The New C++: C and C++: Wedding Bells?
by Herb Sutter
Copyright © 2002 Herb Sutter
For several years now, C and C++ have been following roughly parallel but slightly divergent evolutionary paths. Even if you program in only one of C or C++, you should care about this. This article is a summary of what's going on, why you should care, and what might just happen in the future.
Standard C and Standard C++
Standard C and Standard C++ are clearly related languages. Full stop.
I say the above right at the outset in an attempt to get rid of what I see as an unuseful red herring. Renowned experts have argued that they are sibling languages, both derived from K&R C and incorporating features from each other. Other renowned experts feel that, although Standard C has adopted some Standard C++ features, Standard C++ is a successor language that's built on Standard C after all, the C++ Standard incorporates the C Standard by reference. This question of heritage may be interesting to students of history or of the politics of standards, but is ultimately somewhat irrelevant to the practicing programmer.
What is important to us folks in the trenches is that Standard C and Standard C++ are clearly related languages and it's important even to those folks who use only one of the languages, because the two languages already share a de facto community. Most compiler vendors that support C++ also support C in the same compiler, and many tools target both languages. As Stroustrup argues persuasively in his recent C/C++ Users Journal article series [1, 2, 3], there are real benefits to being part of a large community.
The Divergence Issue
It is for these reasons that the languages are closely related, and that they share a de facto community that the existing divergences between the languages are worrisome and, if unaddressed, could increase further in the up-and-coming versions of those standards, C0x and C++0x.
There are already enough differences between the two languages' latest standards, C99 and C++98. For example, consider the existing differences and overlap between these two languages and their predecessor Standard C89 in Figure 1, which is a copy of a slide presented by Stroustrup in [4] and which he has graciously allowed me to reproduce here.
The good news is that there is a large degree of commonality between the languages; C89 is almost a proper subset of C++98. The interesting (and possibly dismaying) thing that Stroustrup points out is that there are already features that fall into each of the seven categories of full, partial, or no overlap; the encouraging (and less dismaying) thing is that, so far at least, the features in the more incompatibly overlapping regions are still generally few and minor.

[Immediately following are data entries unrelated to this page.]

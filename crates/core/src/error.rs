#[derive(Debug, thiserror::Error)]
pub enum CoreError {
    #[error("Validation failed: {0}")]
    Validation(String),

    #[error("Malformed payload: {0}")]
    Decode(String),

    #[error("Conflict: {0}")]
    Conflict(String),
}
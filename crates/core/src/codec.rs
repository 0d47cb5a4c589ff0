//! Codec rules: container extension and ProRes profile mapping.
//!
//! Codec identifiers are the backend's strings (`h264`, `h265`,
//! `prores_422`, `prores_422_lt`, `prores_444`, `qtrle`, ...). The
//! client never validates them against a fixed list; it only derives
//! the family-specific fields from them.

use std::sync::LazyLock;

use regex::Regex;

/// Matches the extension segment of a filename (`.mov`, `.mp4`).
static EXTENSION_RE: LazyLock<Regex> =
    LazyLock::new(|| Regex::new(r"\.\w+$").expect("valid regex"));

pub const MP4_EXTENSION: &str = ".mp4";
pub const MOV_EXTENSION: &str = ".mov";

/// ProRes profile index used for unknown ProRes variants.
pub const DEFAULT_PRORES_PROFILE: u8 = 2;

/// Encoder family a codec identifier belongs to.
#[derive(Debug, Clone, Copy, PartialEq, Eq)]
pub enum CodecFamily {
    /// `h264` / `h265`: bitrate-driven, MP4 container.
    Mp4,
    /// Any `prores*` variant: profile + qscale driven, MOV container.
    ProRes,
    /// Anything else (e.g. `qtrle`): MOV container, no tuning fields.
    Other,
}

impl CodecFamily {
    pub fn of(codec: &str) -> Self {
        match codec {
            "h264" | "h265" => Self::Mp4,
            c if c.starts_with("prores") => Self::ProRes,
            _ => Self::Other,
        }
    }

    pub fn container_extension(self) -> &'static str {
        match self {
            Self::Mp4 => MP4_EXTENSION,
            Self::ProRes | Self::Other => MOV_EXTENSION,
        }
    }
}

/// Map a ProRes codec value (or bare variant name) to its profile index.
///
/// | variant  | index |
/// |----------|-------|
/// | `422`    | 2     |
/// | `422_lt` | 1     |
/// | `444`    | 4     |
/// | other    | 2     |
pub fn derive_prores_profile(codec_value: &str) -> u8 {
    let variant = codec_value.strip_prefix("prores_").unwrap_or(codec_value);
    match variant {
        "422" => 2,
        "422_lt" => 1,
        "444" => 4,
        _ => DEFAULT_PRORES_PROFILE,
    }
}

/// Split a filename into its stem and extension (`.ext` or empty).
pub fn split_extension(filename: &str) -> (&str, &str) {
    match EXTENSION_RE.find(filename) {
        Some(m) => (&filename[..m.start()], m.as_str()),
        None => (filename, ""),
    }
}

/// Rewrite a filename's extension for the given codec.
///
/// Only the extension segment changes; a filename without one gets the
/// extension appended.
pub fn apply_codec_extension(filename: &str, codec: &str) -> String {
    let (stem, _) = split_extension(filename);
    format!("{stem}{}", CodecFamily::of(codec).container_extension())
}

Figure 1 also illustrates that C99 and C++98 are moving forward from C89 in somewhat different directions; to see what I mean, draw two arrows from the center of the C89 bubble, one through the middle of the C99 bubble and the other through the middle of the C++98 bubble.
Why is it important that we start to converge, rather than diverge, these two streams of related language standards? Consider Stroustrup's "nightmare scenario," (Figure 2) taken also from [4].
There is a small but vocal group of people (mostly in C, some in C++) who feel that programmers would be better off if C and C++ just gave up and permanently parted ways, to be true to their different natures, to boldly sail off across separate seas in search of their own unique adventures. I have a hard time accepting this "divided we stand" thesis, but some experts do feel strongly about it.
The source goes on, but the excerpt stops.